Jay Rayner once wrote: “The very best restaurants are film sets in which diners play both cast and audience,” which is a beautiful turn of phrase to describe that feeling of dining out and being transported into a storyline. He followed that statement with: “no restaurateurs know this better than Chris Corbin and Jeremy King”.
Serving from 11:30am until midnight daily (11pm on Sunday), tables are turned-around quickly here and you’ll be chancing your luck by walking in at busy times. Some tables are always reserved for walk-ins but be prepared to perch yourself at the bar before a setting becomes available. Service can be snappy but is more prompt and professional than snooty and cold.
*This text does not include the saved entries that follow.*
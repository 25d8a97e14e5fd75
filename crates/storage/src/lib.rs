#![forbid(unsafe_code)]

pub mod assets;
pub mod json;
pub mod repository;

pub use assets::{Asset, AssetResolver, FsAssetResolver, InMemoryAssets};
pub use json::JsonCatalogFile;
pub use repository::{CatalogRepository, InMemoryCatalog, Storage, StorageError};
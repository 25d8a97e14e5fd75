use chrono::{DateTime, Utc};

/// Source of session timestamps; fixed in tests, real time otherwise.
#[derive(Debug, Clone, Copy, Default)]
pub enum Clock {
    #[default]
    System,
    Fixed(DateTime<Utc>),
}

impl Clock {
    #[must_use]
    pub fn system() -> Self {
        Self::System
    }

    #[must_use]
    pub fn fixed(at: DateTime<Utc>) -> Self {
        Self::Fixed(at)
    }

    #[must_use]
    pub fn now(&self) -> DateTime<Utc> {
        match self {
            Clock::System => Utc::now(),
            Clock::Fixed(t) => *t,
        }
    }
}

/// Deterministic timestamp for tests (2023-11-14T22:13:20Z).
pub const FIXED_TEST_TIMESTAMP: i64 = 1_700_000_000;

/// # Panics
///
/// Panics if the fixed timestamp cannot be represented.
#[must_use]
pub fn fixed_now() -> DateTime<Utc> {
    DateTime::<Utc>::from_timestamp(FIXED_TEST_TIMESTAMP, 0)
        .expect("fixed timestamp should be valid")
}

#[must_use]
pub fn fixed_clock() -> Clock {
    Clock::fixed(fixed_now())
}
use std::fmt;

/// Monotonic tag identifying one quiz session.
///
/// Deferred work (the delayed round advance) carries the epoch it was scheduled
/// under so a reset can make it stale.
#[derive(Clone, Copy, PartialEq, Eq, Hash, PartialOrd, Ord, Default)]
pub struct SessionEpoch(u64);

impl SessionEpoch {
    /// Creates a new `SessionEpoch`
    #[must_use]
    pub fn new(value: u64) -> Self {
        Self(value)
    }

    /// Returns the underlying u64 value
    #[must_use]
    pub fn value(&self) -> u64 {
        self.0
    }

    /// The epoch that follows this one.
    #[must_use]
    pub fn next(self) -> Self {
        Self(self.0.wrapping_add(1))
    }
}

impl fmt::Debug for SessionEpoch {
    fn fmt(&self, f: &mut fmt::Formatter<'_>) -> fmt::Result {
        write!(f, "SessionEpoch({})", self.0)
    }
}

impl fmt::Display for SessionEpoch {
    fn fmt(&self, f: &mut fmt::Formatter<'_>) -> fmt::Result {
        write!(f, "#{}", self.0)
    }
}
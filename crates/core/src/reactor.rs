//! Reaction to runtime option changes.
//!
//! Any accepted change requires a full session reset; a region change also
//! requires the filtered view to be rebuilt.

use crate::model::{ChoiceCount, OptionKey, QuizSettings, Region, SettingsError};

/// Outcome of applying one option change.
#[derive(Debug, Clone, PartialEq, Eq)]
pub struct ConfigChange {
    pub settings: QuizSettings,
    pub changed: OptionKey,
    /// The region changed, so the filtered view must be recomputed.
    pub refilter: bool,
    pub reset_required: bool,
}

/// Apply `raw` to `key` on top of `current`.
///
/// Choice counts are clamped into {2, 4, 6, 8}.
///
/// # Errors
///
/// Returns `SettingsError` if `raw` cannot be parsed for `key`.
pub fn on_config_changed(
    current: &QuizSettings,
    key: OptionKey,
    raw: &str,
) -> Result<ConfigChange, SettingsError> {
    let (settings, refilter) = match key {
        OptionKey::NumberOfChoices => {
            let choices: ChoiceCount = raw.parse()?;
            (current.clone().with_choices(choices), false)
        }
        OptionKey::Region => {
            let region: Region = raw.parse()?;
            (current.clone().with_region(region), true)
        }
    };

    Ok(ConfigChange {
        settings,
        changed: key,
        refilter,
        reset_required: true,
    })
}

#[cfg(test)]
mod tests {
    use super::*;

    #[test]
    fn choices_change_clamps_and_resets() {
        let change =
            on_config_changed(&QuizSettings::default(), OptionKey::NumberOfChoices, "7").unwrap();
        assert_eq!(change.settings.choices(), ChoiceCount::Six);
        assert!(change.settings.region().is_all());
        assert!(!change.refilter);
        assert!(change.reset_required);
    }

    #[test]
    fn region_change_refilters_and_resets() {
        let current = QuizSettings::new(ChoiceCount::Eight, Region::All);
        let change = on_config_changed(&current, OptionKey::Region, "Oceania").unwrap();
        assert_eq!(change.settings.region(), &Region::named("Oceania"));
        assert_eq!(change.settings.choices(), ChoiceCount::Eight);
        assert!(change.refilter);
        assert!(change.reset_required);
    }

    #[test]
    fn unparsable_value_leaves_settings_alone() {
        let err =
            on_config_changed(&QuizSettings::default(), OptionKey::NumberOfChoices, "lots")
                .unwrap_err();
        assert!(matches!(err, SettingsError::InvalidChoices { .. }));
    }
}
/// Aggregated view of session progress, useful for UI.
#[derive(Debug, Clone, PartialEq, Eq)]
pub struct SessionProgress {
    pub question_number: usize,
    pub total: usize,
    pub total_guesses: u32,
    pub correct_guesses: u32,
    pub is_complete: bool,
}
mod events;
mod plan;
mod progress;
mod round;
mod service;
mod workflow;

// Public API of the session subsystem.
pub use crate::error::SessionError;
pub use events::{QuizEvent, ResetReason};
pub use plan::{SessionPlan, SessionSelector};
pub use progress::SessionProgress;
pub use round::{ChoiceSlot, RoundState, build_round};
pub use service::{GuessOutcome, QuizSession, SessionConfig, SessionPhase, Transition};
pub use workflow::{DEFAULT_ADVANCE_DELAY, QuizService};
This is high volume, fast turnover dining and you’ll be told that you have maybe a 90-minute or two-hour window to dine; efficiency is what keeps this place churning, so don’t fight it.
You’ll be, so presumptuously, handed an A3-sized menu en français (English ones on request) and you can chose between the à la Carte (with added Plats du Jour), the two or three-course Prix Fixe menu (£9.75, £12.75), or the Formule, a no-choice set-menu of three courses with a glass of house wine and coffee (£19.75).
This is classic French cuisine – escargots, steak tartare, choucroute, vol au vent au fruits de mer, steak haché with pepper sauce and frites, boeuf bourguignon – say no more. Desserts are a perfect ending, with crème brûlée, tarte au citron, tarte tatin for two or île flottante (our favourite, a pool of chilled crème Anglaise topped by poached meringue, spun sugar and almond brittle). Wines are served by the verre, pichet or bouteille (glass, jug or bottle) and, as the menu is concise, it’s perfectly priced for exploring.
We can’t really say enough about the dishes, so we’ll just say: you must try them. It’s classic, comforting, old fashioned French brasserie cuisine and we’ve never left disappointed – which is why we always return. You can also recreate the dishes at home too, as the restaurant has just published their first recipe book with esteemed writer A.A. Gill. Want to come here and dine for free? Annually on Bastille Day, show up in Breton stripes and a beret, and enjoy a three-course prix fixe menu on the house – a one-time marketing gimmick that’s lovingly stuck and adhered to every 14 juillet.
Jay Rayner, again, said it best: “Brasserie Zédel feels like a gift to London, the sort of restaurant it needs and deserves.”
Vive Zédel!
I was treated to a meal here last year and I just loved it. The most opulent dining room I’ve ever been in and the best boeuf bourguignon I’ve tasted!